Directions for this task: Return the data below in full. Keep each character unchanged.
───── Task material
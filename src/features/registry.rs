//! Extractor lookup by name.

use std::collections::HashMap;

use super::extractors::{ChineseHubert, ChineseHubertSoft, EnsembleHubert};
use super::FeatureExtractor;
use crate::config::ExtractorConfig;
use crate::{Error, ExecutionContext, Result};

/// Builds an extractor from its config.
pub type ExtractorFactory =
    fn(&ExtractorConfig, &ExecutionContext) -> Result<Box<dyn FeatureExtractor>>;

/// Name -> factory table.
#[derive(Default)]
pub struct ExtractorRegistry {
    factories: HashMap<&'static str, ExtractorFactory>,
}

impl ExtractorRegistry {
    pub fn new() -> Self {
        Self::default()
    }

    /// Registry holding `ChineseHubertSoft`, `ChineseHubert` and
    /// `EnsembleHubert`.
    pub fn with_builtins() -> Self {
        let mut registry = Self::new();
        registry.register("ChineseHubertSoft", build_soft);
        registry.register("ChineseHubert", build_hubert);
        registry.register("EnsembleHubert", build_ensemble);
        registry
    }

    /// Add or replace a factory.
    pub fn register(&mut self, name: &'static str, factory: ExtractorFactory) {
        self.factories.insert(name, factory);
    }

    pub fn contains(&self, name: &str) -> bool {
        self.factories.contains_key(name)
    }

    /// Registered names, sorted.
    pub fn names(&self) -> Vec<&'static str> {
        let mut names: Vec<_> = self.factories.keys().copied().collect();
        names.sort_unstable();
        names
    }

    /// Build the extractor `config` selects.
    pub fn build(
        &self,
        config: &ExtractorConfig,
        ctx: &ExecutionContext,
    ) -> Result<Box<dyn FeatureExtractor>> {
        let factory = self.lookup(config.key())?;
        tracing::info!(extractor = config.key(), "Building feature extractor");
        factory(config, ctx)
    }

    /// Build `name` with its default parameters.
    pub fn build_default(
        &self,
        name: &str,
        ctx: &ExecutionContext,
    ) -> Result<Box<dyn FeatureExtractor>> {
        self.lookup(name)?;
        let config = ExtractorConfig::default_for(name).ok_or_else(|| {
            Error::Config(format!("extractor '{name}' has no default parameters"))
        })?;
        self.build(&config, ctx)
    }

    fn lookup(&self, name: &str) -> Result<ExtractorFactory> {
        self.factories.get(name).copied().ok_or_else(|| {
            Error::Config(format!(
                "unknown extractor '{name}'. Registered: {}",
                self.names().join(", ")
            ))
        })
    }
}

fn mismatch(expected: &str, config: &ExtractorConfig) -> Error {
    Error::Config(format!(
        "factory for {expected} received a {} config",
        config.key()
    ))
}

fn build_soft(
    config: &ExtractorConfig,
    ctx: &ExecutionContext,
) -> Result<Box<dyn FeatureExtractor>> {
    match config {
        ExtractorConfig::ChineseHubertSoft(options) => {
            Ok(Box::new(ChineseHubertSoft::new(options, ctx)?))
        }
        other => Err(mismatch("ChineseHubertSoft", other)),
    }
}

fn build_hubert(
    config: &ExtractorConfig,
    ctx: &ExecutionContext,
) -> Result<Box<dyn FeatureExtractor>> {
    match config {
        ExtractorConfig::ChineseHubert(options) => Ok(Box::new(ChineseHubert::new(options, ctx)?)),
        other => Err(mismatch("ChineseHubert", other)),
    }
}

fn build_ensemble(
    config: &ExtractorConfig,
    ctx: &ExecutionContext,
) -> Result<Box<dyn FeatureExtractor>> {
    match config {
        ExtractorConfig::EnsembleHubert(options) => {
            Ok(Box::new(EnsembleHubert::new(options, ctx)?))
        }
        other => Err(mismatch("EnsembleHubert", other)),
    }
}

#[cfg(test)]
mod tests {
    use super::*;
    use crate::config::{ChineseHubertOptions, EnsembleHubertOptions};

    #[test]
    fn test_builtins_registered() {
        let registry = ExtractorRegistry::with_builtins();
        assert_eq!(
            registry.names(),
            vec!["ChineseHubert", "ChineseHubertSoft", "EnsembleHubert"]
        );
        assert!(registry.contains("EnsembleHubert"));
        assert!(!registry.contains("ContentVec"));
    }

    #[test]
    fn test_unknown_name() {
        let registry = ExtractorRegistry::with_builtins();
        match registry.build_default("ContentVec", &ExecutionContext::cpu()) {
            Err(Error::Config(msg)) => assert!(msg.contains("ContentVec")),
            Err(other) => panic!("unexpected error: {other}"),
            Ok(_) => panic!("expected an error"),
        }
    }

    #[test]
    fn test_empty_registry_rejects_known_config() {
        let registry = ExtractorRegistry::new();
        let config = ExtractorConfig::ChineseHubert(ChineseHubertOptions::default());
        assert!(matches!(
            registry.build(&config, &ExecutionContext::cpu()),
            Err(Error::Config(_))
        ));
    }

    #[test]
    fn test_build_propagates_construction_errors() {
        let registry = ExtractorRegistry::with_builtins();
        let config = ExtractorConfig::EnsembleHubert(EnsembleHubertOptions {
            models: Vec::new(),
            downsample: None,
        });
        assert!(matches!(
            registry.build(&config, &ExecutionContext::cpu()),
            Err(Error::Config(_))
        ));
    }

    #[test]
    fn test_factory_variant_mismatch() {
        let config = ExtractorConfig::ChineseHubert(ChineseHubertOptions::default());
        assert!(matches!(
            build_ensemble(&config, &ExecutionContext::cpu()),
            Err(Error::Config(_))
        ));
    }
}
──────────
Answer to this exercise:
filename src/features/registry.rs
//! Extractor lookup by name.

use std::collections::HashMap;

use super::extractors::{ChineseHubert, ChineseHubertSoft, EnsembleHubert};
use super::FeatureExtractor;
use crate::config::ExtractorConfig;
use crate::{Error, ExecutionContext, Result};

/// Builds an extractor from its config.
pub type ExtractorFactory =
    fn(&ExtractorConfig, &ExecutionContext) -> Result<Box<dyn FeatureExtractor>>;

/// Name -> factory table.
#[derive(Default)]
pub struct ExtractorRegistry {
    factories: HashMap<&'static str, ExtractorFactory>,
}

impl ExtractorRegistry {
    pub fn new() -> Self {
        Self::default()
    }

    /// Registry holding `ChineseHubertSoft`, `ChineseHubert` and
    /// `EnsembleHubert`.
    pub fn with_builtins() -> Self {
        let mut registry = Self::new();
        registry.register("ChineseHubertSoft", build_soft);
        registry.register("ChineseHubert", build_hubert);
        registry.register("EnsembleHubert", build_ensemble);
        registry
    }

    /// Add or replace a factory.
    pub fn register(&mut self, name: &'static str, factory: ExtractorFactory) {
        self.factories.insert(name, factory);
    }

    pub fn contains(&self, name: &str) -> bool {
        self.factories.contains_key(name)
    }

    /// Registered names, sorted.
    pub fn names(&self) -> Vec<&'static str> {
        let mut names: Vec<_> = self.factories.keys().copied().collect();
        names.sort_unstable();
        names
    }

    /// Build the extractor `config` selects.
    pub fn build(
        &self,
        config: &ExtractorConfig,
        ctx: &ExecutionContext,
    ) -> Result<Box<dyn FeatureExtractor>> {
        let factory = self.lookup(config.key())?;
        tracing::info!(extractor = config.key(), "Building feature extractor");
        factory(config, ctx)
    }

    /// Build `name` with its default parameters.
    pub fn build_default(
        &self,
        name: &str,
        ctx: &ExecutionContext,
    ) -> Result<Box<dyn FeatureExtractor>> {
        self.lookup(name)?;
        let config = ExtractorConfig::default_for(name).ok_or_else(|| {
            Error::Config(format!("extractor '{name}' has no default parameters"))
        })?;
        self.build(&config, ctx)
    }

    fn lookup(&self, name: &str) -> Result<ExtractorFactory> {
        self.factories.get(name).copied().ok_or_else(|| {
            Error::Config(format!(
                "unknown extractor '{name}'. Registered: {}",
                self.names().join(", ")
            ))
        })
    }
}

fn mismatch(expected: &str, config: &ExtractorConfig) -> Error {
    Error::Config(format!(
        "factory for {expected} received a {} config",
        config.key()
    ))
}

fn build_soft(
    config: &ExtractorConfig,
    ctx: &ExecutionContext,
) -> Result<Box<dyn FeatureExtractor>> {
    match config {
        ExtractorConfig::ChineseHubertSoft(options) => {
            Ok(Box::new(ChineseHubertSoft::new(options, ctx)?))
        }
        other => Err(mismatch("ChineseHubertSoft", other)),
    }
}

fn build_hubert(
    config: &ExtractorConfig,
    ctx: &ExecutionContext,
) -> Result<Box<dyn FeatureExtractor>> {
    match config {
        ExtractorConfig::ChineseHubert(options) => Ok(Box::new(ChineseHubert::new(options, ctx)?)),
        other => Err(mismatch("ChineseHubert", other)),
    }
}

fn build_ensemble(
    config: &ExtractorConfig,
    ctx: &ExecutionContext,
) -> Result<Box<dyn FeatureExtractor>> {
    match config {
        ExtractorConfig::EnsembleHubert(options) => {
            Ok(Box::new(EnsembleHubert::new(options, ctx)?))
        }
        other => Err(mismatch("EnsembleHubert", other)),
    }
}

#[cfg(test)]
mod tests {
    use super::*;
    use crate::config::{ChineseHubertOptions, EnsembleHubertOptions};

    #[test]
    fn test_builtins_registered() {
        let registry = ExtractorRegistry::with_builtins();
        assert_eq!(
            registry.names(),
            vec!["ChineseHubert", "ChineseHubertSoft", "EnsembleHubert"]
        );
        assert!(registry.contains("EnsembleHubert"));
        assert!(!registry.contains("ContentVec"));
    }

    #[test]
    fn test_unknown_name() {
        let registry = ExtractorRegistry::with_builtins();
        match registry.build_default("ContentVec", &ExecutionContext::cpu()) {
            Err(Error::Config(msg)) => assert!(msg.contains("ContentVec")),
            Err(other) => panic!("unexpected error: {other}"),
            Ok(_) => panic!("expected an error"),
        }
    }

    #[test]
    fn test_empty_registry_rejects_known_config() {
        let registry = ExtractorRegistry::new();
        let config = ExtractorConfig::ChineseHubert(ChineseHubertOptions::default());
        assert!(matches!(
            registry.build(&config, &ExecutionContext::cpu()),
            Err(Error::Config(_))
        ));
    }

    #[test]
    fn test_build_propagates_construction_errors() {
        let registry = ExtractorRegistry::with_builtins();
        let config = ExtractorConfig::EnsembleHubert(EnsembleHubertOptions {
            models: Vec::new(),
            downsample: None,
        });
        assert!(matches!(
            registry.build(&config, &ExecutionContext::cpu()),
            Err(Error::Config(_))
        ));
    }

    #[test]
    fn test_factory_variant_mismatch() {
        let config = ExtractorConfig::ChineseHubert(ChineseHubertOptions::default());
        assert!(matches!(
            build_ensemble(&config, &ExecutionContext::cpu()),
            Err(Error::Config(_))
        ));
    }
}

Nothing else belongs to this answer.